Introduction
In the field of autonomous driving, the reliability of decision-making systems is paramount for safety. One key aspect of these systems is their ability to accurately recognize and respond to objects such as traffic signs. However, the resilience of these systems to adversarial attacks, where the input data is manipulated to deceive the system, remains a concern. This paper presents a novel approach to challenge the robustness of autonomous driving systems by introducing dynamic adversarial patches aimed at the object detection models that these systems rely on.
Attack Framework
The paper introduces a method to generate dynamic adversarial patches that mislead the object detection algorithms of autonomous vehicles. The patches are displayed on a screen mounted on another vehicle, and they adapt to environmental changes and the relative positions of the vehicles involved. A Screen Image Transformation Network (SIT-Net) is designed to account for environmental effects on the displayed images, helping bridge the gap between simulated and real-world scenarios. Adding to this, a positional loss term is included in the adversarial training process to improve the attack's chances of success.
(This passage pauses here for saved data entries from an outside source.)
//! Domain events and the envelope they travel in.
//!
//! Every mirrored fact becomes one JSON message on the ledger topic. The
//! envelope's `event_id` lets consumers drop replays.

use serde::de::DeserializeOwned;
use serde::{Deserialize, Serialize};
use serde_json::Value as JsonValue;
use std::fmt;
use uuid::Uuid;

use super::Timestamp;

/// A fact recorded by the domain.
///
/// Implement with [`domain_event!`](crate::domain_event) rather than by hand.
pub trait DomainEvent: Send + Sync {
    /// Dotted name ending in a version suffix, e.g. `project.token_created.v1`.
    fn event_type(&self) -> &'static str;

    fn aggregate_type(&self) -> &'static str;

    fn aggregate_id(&self) -> String;

    fn occurred_at(&self) -> Timestamp;

    fn event_id(&self) -> EventId;
}

/// Implements [`DomainEvent`] for a struct with an `event_id: EventId` field.
///
/// ```ignore
/// domain_event! {
///     ProjectTokenCreated {
///         kind: "project.token_created.v1",
///         aggregate: "Project" => project_id,
///         at: created_at,
///     }
/// }
/// ```
#[macro_export]
macro_rules! domain_event {
    (
        $event:ident {
            kind: $kind:literal,
            aggregate: $aggregate:literal => $id_field:ident,
            at: $at_field:ident $(,)?
        }
    ) => {
        impl $crate::domain::foundation::DomainEvent for $event {
            fn event_type(&self) -> &'static str {
                $kind
            }

            fn aggregate_type(&self) -> &'static str {
                $aggregate
            }

            fn aggregate_id(&self) -> String {
                self.$id_field.to_string()
            }

            fn occurred_at(&self) -> $crate::domain::foundation::Timestamp {
                self.$at_field
            }

            fn event_id(&self) -> $crate::domain::foundation::EventId {
                self.event_id.clone()
            }
        }
    };
}

/// Event instance identifier.
#[derive(Debug, Clone, PartialEq, Eq, Hash, Serialize, Deserialize)]
#[serde(transparent)]
pub struct EventId(String);

impl EventId {
    pub fn new() -> Self {
        Self(Uuid::new_v4().to_string())
    }

    pub fn from_string(s: impl Into<String>) -> Self {
        Self(s.into())
    }

    pub fn as_str(&self) -> &str {
        &self.0
    }
}

impl Default for EventId {
    fn default() -> Self {
        Self::new()
    }
}

impl fmt::Display for EventId {
    fn fmt(&self, f: &mut fmt::Formatter<'_>) -> fmt::Result {
        f.write_str(&self.0)
    }
}

/// Request context copied from the command that produced the event.
#[derive(Debug, Clone, Default, PartialEq, Eq, Serialize, Deserialize)]
pub struct EventMetadata {
    #[serde(default, skip_serializing_if = "Option::is_none")]
    pub correlation_id: Option<String>,

    #[serde(default, skip_serializing_if = "Option::is_none")]
    pub user_id: Option<String>,
}

/// Wire form of a domain event, as submitted to the ledger topic.
#[derive(Debug, Clone, Serialize, Deserialize)]
pub struct EventEnvelope {
    pub event_id: EventId,
    pub event_type: String,
    /// Parsed from the `.vN` suffix of `event_type`.
    pub schema_version: u32,
    pub aggregate_id: String,
    pub aggregate_type: String,
    pub occurred_at: Timestamp,
    pub payload: JsonValue,
    pub metadata: EventMetadata,
}

impl EventEnvelope {
    pub fn from_event<E>(event: &E) -> Result<Self, serde_json::Error>
    where
        E: DomainEvent + Serialize,
    {
        let payload = serde_json::to_value(event)?;
        Ok(Self {
            event_id: event.event_id(),
            event_type: event.event_type().to_owned(),
            schema_version: schema_version(event.event_type()),
            aggregate_id: event.aggregate_id(),
            aggregate_type: event.aggregate_type().to_owned(),
            occurred_at: event.occurred_at(),
            payload,
            metadata: EventMetadata::default(),
        })
    }

    pub fn with_correlation_id(mut self, id: impl Into<String>) -> Self {
        self.metadata.correlation_id = Some(id.into());
        self
    }

    pub fn with_user_id(mut self, id: impl Into<String>) -> Self {
        self.metadata.user_id = Some(id.into());
        self
    }

    pub fn to_message_bytes(&self) -> Result<Vec<u8>, serde_json::Error> {
        serde_json::to_vec(self)
    }

    pub fn payload_as<T: DeserializeOwned>(&self) -> Result<T, serde_json::Error> {
        T::deserialize(&self.payload)
    }
}

/// Version suffix of an event type; unversioned names count as version 1.
fn schema_version(event_type: &str) -> u32 {
    match event_type.rsplit_once(".v") {
        Some((_, digits)) => digits.parse().unwrap_or(1),
        None => 1,
    }
}

#[cfg(test)]
mod tests {
    use super::*;

    #[derive(Debug, Clone, Serialize, Deserialize)]
    struct YieldPaid {
        event_id: EventId,
        project_id: String,
        amount: f64,
        paid_at: Timestamp,
    }

    crate::domain_event! {
        YieldPaid {
            kind: "project.yield_paid.v2",
            aggregate: "Project" => project_id,
            at: paid_at,
        }
    }

    fn paid() -> YieldPaid {
        YieldPaid {
            event_id: EventId::from_string("evt-1"),
            project_id: "p-1".to_string(),
            amount: 12.5,
            paid_at: Timestamp::from_unix_secs(0),
        }
    }

    #[test]
    fn envelope_describes_the_event() {
        let envelope = EventEnvelope::from_event(&paid())
            .unwrap()
            .with_correlation_id("req-1")
            .with_user_id("investor-1");

        assert_eq!(envelope.event_id.as_str(), "evt-1");
        assert_eq!(envelope.schema_version, 2);
        assert_eq!((envelope.aggregate_type.as_str(), envelope.aggregate_id.as_str()), ("Project", "p-1"));
        assert_eq!(envelope.metadata.correlation_id.as_deref(), Some("req-1"));
        assert_eq!(envelope.payload_as::<YieldPaid>().unwrap().amount, 12.5);
    }

    #[test]
    fn schema_version_falls_back_to_one() {
        assert_eq!(schema_version("legacy.event"), 1);
        assert_eq!(schema_version("bad.vX"), 1);
        assert_eq!(schema_version("x.y.v10"), 10);
    }

    #[test]
    fn message_body_omits_empty_metadata() {
        let bytes = EventEnvelope::from_event(&paid()).unwrap().to_message_bytes().unwrap();
        let value: JsonValue = serde_json::from_slice(&bytes).unwrap();
        assert_eq!(value["event_type"], "project.yield_paid.v2");
        assert_eq!(value["metadata"], serde_json::json!({}));
    }
}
The significance of these manipulations can impact critical driving decisions, such as intersection crossing and lane changes.
Methodology
The paper employs gradient descent optimization to find patches that cause the misclassification of objects, like a non-restrictive traffic sign being incorrectly identified as a restrictive one. A specialized model called SIT-Net is introduced to adapt the patch to environmental conditions, and the patches themselves are optimized for different distances from the observer vehicle. By incorporating the positions of interacting cars and environmental factors, the attack strategy is more dynamic and reflects real-world driving scenarios.
Experimental Insights
The paper reports the first successful implementation of this kind of dynamic adversarial attack against real-world autonomous driving systems. Experiments demonstrate higher success rates for the attacks with the dynamic patches in many cases, especially when the attacking vehicle is closer to the targeted vehicle, which is particularly relevant in practical driving situations. Enhancements to the adversarial training framework are anticipated to inform future advancements in creating adamantine autonomous driving systems.
Through their research, the potential risks and vulnerabilities of deep neural network-based object detectors in autonomous vehicles are highlighted. This emphasizes the need for the development of robust autonomous driving systems that can withstand adversarial conditions and ensure the continuous safety of its operations.